La compañía explicó que estos profesionales aportan una experiencia construida durante años de trabajo en la industria automotriz. Muchos de ellos conocen patrones de fallas, problemas recurrentes y detalles técnicos que los sistemas automatizados todavía no logran interpretar completamente.
Además, su participación permitió mejorar las propias herramientas digitales de Ford. Los ingenieros ayudaron a proporcionar información más precisa para entrenar modelos de aprendizaje automático e inteligencia artificial.
El director de operaciones de Ford, Kumar Galhotra, destacó que estos expertos estuvieron en el centro del esfuerzo para elevar la calidad de fabricación. Su trabajo permitió corregir problemas antes de que quedaran incorporados en los procesos industriales.

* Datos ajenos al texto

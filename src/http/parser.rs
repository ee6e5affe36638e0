//! # Parser de Requests
//! src/http/parser.rs
//!
//! Máquina de estados que consume un `RioReader` línea a línea:
//!
//! ```text
//! AwaitingRequestLine ──> ReadingHeaders ──(línea vacía)──┬──> Complete
//!                                                         │
//!                                   (Content-Length: n)   └──> ReadingBody ──> Complete
//! ```
//!
//! Cualquier error lleva a `Failed`. Los datos malformados (headers sin `:`,
//! `Content-Length` no numérico) se degradan a "ausente"; solo se rechazan
//! los requests que superan los `Limits` configurados.

use crate::error::{ProtocolError, Result};
use crate::http::request::Request;
use crate::rio::RioReader;
use std::io::Read;
use tracing::{debug, warn};

/// Límites de tamaño del request
#[derive(Debug, Clone, Copy, PartialEq, Eq)]
pub struct Limits {
    /// Bytes máximos de la request line o de un header, incluido `\r\n`
    pub max_line: usize,

    /// Número máximo de headers
    pub max_headers: usize,

    /// `Content-Length` máximo aceptado
    pub max_body: usize,
}

impl Default for Limits {
    fn default() -> Self {
        Self {
            max_line: 8192,
            max_headers: 64,
            max_body: 10 * 1024 * 1024,
        }
    }
}

/// Estado del parser
#[derive(Debug, Clone, Copy, PartialEq, Eq)]
pub enum ParseState {
    AwaitingRequestLine,
    ReadingHeaders,
    ReadingBody { remaining: usize },
    Complete,
    Failed,
}

/// Parser de un único request (uno por conexión)
pub struct RequestParser {
    state: ParseState,
    limits: Limits,
    request: Option<Request>,
}

impl RequestParser {
    pub fn new(limits: Limits) -> Self {
        Self {
            state: ParseState::AwaitingRequestLine,
            limits,
            request: None,
        }
    }

    pub fn state(&self) -> ParseState {
        self.state
    }

    /// Ejecuta la máquina de estados hasta `Complete` o `Failed`.
    ///
    /// Retorna `Ok(None)` si el peer cerró sin enviar nada.
    pub fn parse<R: Read>(&mut self, reader: &mut RioReader<R>) -> Result<Option<Request>> {
        while !matches!(self.state, ParseState::Complete | ParseState::Failed) {
            if let Err(e) = self.step(reader) {
                self.state = ParseState::Failed;
                return Err(e);
            }
        }

        Ok(self.request.take())
    }

    fn step<R: Read>(&mut self, reader: &mut RioReader<R>) -> Result<()> {
        match self.state {
            ParseState::AwaitingRequestLine => {
                let line = self.next_line(reader)?;
                if line.is_empty() {
                    debug!("conexión cerrada antes de la request line");
                    self.state = ParseState::Complete;
                    return Ok(());
                }

                let request = Request::from_request_line(&line);
                debug!(line = %String::from_utf8_lossy(request.request_line()), "request line");
                self.request = Some(request);
                self.state = ParseState::ReadingHeaders;
            }

            ParseState::ReadingHeaders => {
                let line = self.next_line(reader)?;

                if line.is_empty() {
                    // El peer cerró a mitad de los headers: se sirve lo recibido
                    warn!("headers incompletos, conexión cerrada por el peer");
                    self.state = ParseState::Complete;
                } else if line == b"\r\n" || line == b"\n" {
                    self.state = self.end_of_headers()?;
                } else {
                    self.push_header(&line)?;
                }
            }

            ParseState::ReadingBody { remaining } => {
                let mut body = vec![0u8; remaining];
                let got = reader.read_exact(&mut body)?;
                if got < remaining {
                    warn!(declared = remaining, received = got, "body truncado");
                    body.truncate(got);
                }

                if let Some(request) = self.request.as_mut() {
                    request.set_body(body);
                }
                self.state = ParseState::Complete;
            }

            ParseState::Complete | ParseState::Failed => {}
        }

        Ok(())
    }

    /// Lee una línea respetando `max_line`
    fn next_line<R: Read>(&self, reader: &mut RioReader<R>) -> Result<Vec<u8>> {
        let limit = self.limits.max_line;
        let line = reader.read_line(limit + 1)?;

        if line.len() >= limit && line.last() != Some(&b'\n') {
            return Err(ProtocolError::LineTooLong { limit }.into());
        }

        Ok(line)
    }

    fn push_header(&mut self, line: &[u8]) -> Result<()> {
        let Some(request) = self.request.as_mut() else {
            return Ok(());
        };

        if request.headers().len() >= self.limits.max_headers {
            return Err(ProtocolError::TooManyHeaders {
                limit: self.limits.max_headers,
            }
            .into());
        }

        if !request.push_header_line(line) {
            debug!(header = %String::from_utf8_lossy(line).trim_end(), "header malformado descartado");
        }

        Ok(())
    }

    /// Decide si hay body a partir de `Content-Length`
    fn end_of_headers(&self) -> Result<ParseState> {
        let declared = self.request.as_ref().and_then(Request::content_length);

        match declared {
            None | Some(0) => Ok(ParseState::Complete),
            Some(n) if n > self.limits.max_body => Err(ProtocolError::BodyTooLarge {
                declared: n,
                limit: self.limits.max_body,
            }
            .into()),
            Some(n) => Ok(ParseState::ReadingBody { remaining: n }),
        }
    }
}

#[cfg(test)]
mod tests {
    use super::*;
    use crate::error::ServerError;
    use crate::http::request::Method;

    fn parse_with(raw: &[u8], limits: Limits) -> (RequestParser, Result<Option<Request>>) {
        let mut reader = RioReader::new(raw);
        let mut parser = RequestParser::new(limits);
        let result = parser.parse(&mut reader);
        (parser, result)
    }

    fn parse(raw: &[u8]) -> Request {
        let (parser, result) = parse_with(raw, Limits::default());
        assert_eq!(parser.state(), ParseState::Complete);
        result.unwrap().expect("request")
    }

    #[test]
    fn test_parse_simple_get() {
        let request = parse(b"GET / HTTP/1.1\r\nHost: localhost:4221\r\n\r\n");

        assert_eq!(request.method(), &Method::GET);
        assert_eq!(request.path(), b"/");
        assert_eq!(request.header("Host"), Some(&b"localhost:4221"[..]));
        assert!(request.body().is_empty());
    }

    #[test]
    fn test_parse_post_with_body() {
        let request = parse(
            b"POST /files/a HTTP/1.1\r\nContent-Type: application/octet-stream\r\nContent-Length: 12\r\n\r\nhello\r\nworld",
        );

        assert_eq!(request.method(), &Method::POST);
        assert_eq!(request.header("Content-Type"), Some(&b"application/octet-stream"[..]));
        assert_eq!(request.body(), b"hello\r\nworld");
    }

    #[test]
    fn test_body_ignored_without_content_length() {
        let request = parse(b"POST /files/a HTTP/1.1\r\n\r\nstray bytes");
        assert!(request.body().is_empty());
    }

    #[test]
    fn test_garbage_content_length_means_no_body() {
        let request = parse(b"POST /files/a HTTP/1.1\r\nContent-Length: ten\r\n\r\n0123456789");
        assert!(request.body().is_empty());
    }

    #[test]
    fn test_short_body_is_kept() {
        let request = parse(b"POST /files/a HTTP/1.1\r\nContent-Length: 10\r\n\r\nabc");
        assert_eq!(request.body(), b"abc");
    }

    #[test]
    fn test_empty_stream_is_none() {
        let (parser, result) = parse_with(b"", Limits::default());
        assert!(result.unwrap().is_none());
        assert_eq!(parser.state(), ParseState::Complete);
    }

    #[test]
    fn test_eof_inside_headers() {
        let request = parse(b"GET /user-agent HTTP/1.1\r\nUser-Agent: x\r\n");
        assert_eq!(request.header("User-Agent"), Some(&b"x"[..]));
    }

    #[test]
    fn test_bare_lf_line_endings() {
        let request = parse(b"GET /echo/hi HTTP/1.1\nAccept-Encoding: gzip\n\n");
        assert_eq!(request.path(), b"/echo/hi");
        assert!(request.accepts_encoding("gzip"));
    }

    #[test]
    fn test_missing_path_is_empty() {
        let request = parse(b"GET\r\n\r\n");
        assert_eq!(request.path(), b"");
    }

    // ==================== Límites ====================

    #[test]
    fn test_line_too_long() {
        let limits = Limits { max_line: 32, ..Limits::default() };
        let raw = format!("GET /{} HTTP/1.1\r\n\r\n", "a".repeat(64));

        let (parser, result) = parse_with(raw.as_bytes(), limits);

        assert!(matches!(
            result,
            Err(ServerError::Protocol(ProtocolError::LineTooLong { limit: 32 }))
        ));
        assert_eq!(parser.state(), ParseState::Failed);
    }

    #[test]
    fn test_line_exactly_at_limit() {
        let line = b"GET /abc HTTP/1.1\r\n";
        let limits = Limits { max_line: line.len(), ..Limits::default() };
        let mut raw = line.to_vec();
        raw.extend_from_slice(b"\r\n");

        let (_, result) = parse_with(&raw, limits);
        assert_eq!(result.unwrap().unwrap().path(), b"/abc");
    }

    #[test]
    fn test_too_many_headers() {
        let limits = Limits { max_headers: 2, ..Limits::default() };
        let raw = b"GET / HTTP/1.1\r\nA: 1\r\nB: 2\r\nC: 3\r\n\r\n";

        let (_, result) = parse_with(raw, limits);
        assert!(matches!(
            result,
            Err(ServerError::Protocol(ProtocolError::TooManyHeaders { limit: 2 }))
        ));
    }

    #[test]
    fn test_body_too_large() {
        let limits = Limits { max_body: 4, ..Limits::default() };
        let raw = b"POST /files/a HTTP/1.1\r\nContent-Length: 5\r\n\r\nhello";

        let (_, result) = parse_with(raw, limits);
        assert!(matches!(
            result,
            Err(ServerError::Protocol(ProtocolError::BodyTooLarge { declared: 5, limit: 4 }))
        ));
    }
}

La estrategia representa un cambio importante dentro del sector automotriz: la combinación entre tecnología avanzada y experiencia humana en lugar de sustituir completamente a las personas.
La mejora en calidad redujo costos y llevó a Ford al liderazgo de JD Power
El impacto de la nueva estrategia no solo se reflejó en la calidad de los vehículos, sino también en los resultados financieros de la empresa.
El director ejecutivo Jim Farley señaló que Ford logró reducir los gastos relacionados con garantías y retiradas de vehículos, conocidos como recalls. Menos problemas después de la venta significan menores costos operativos y una mejor percepción de los consumidores.
El reconocimiento llegó con el estudio IQS 2026 de JD Power, donde Ford alcanzó el primer lugar en calidad inicial de vehículos en Estados Unidos por primera vez en 16 años.
La mejora fue especialmente visible en sus modelos más importantes. La Ford F 150, el Ford Mustang y la Ford Super Duty lideraron sus respectivas categorías por segundo año consecutivo.
Además, otros vehículos como la Ford Escape, la Ford Explorer, la Ford Expedition y la Ford Maverick quedaron entre los tres mejores de sus segmentos. En total, siete de los 10 modelos principales de la marca lograron ubicarse dentro del top tres de sus categorías.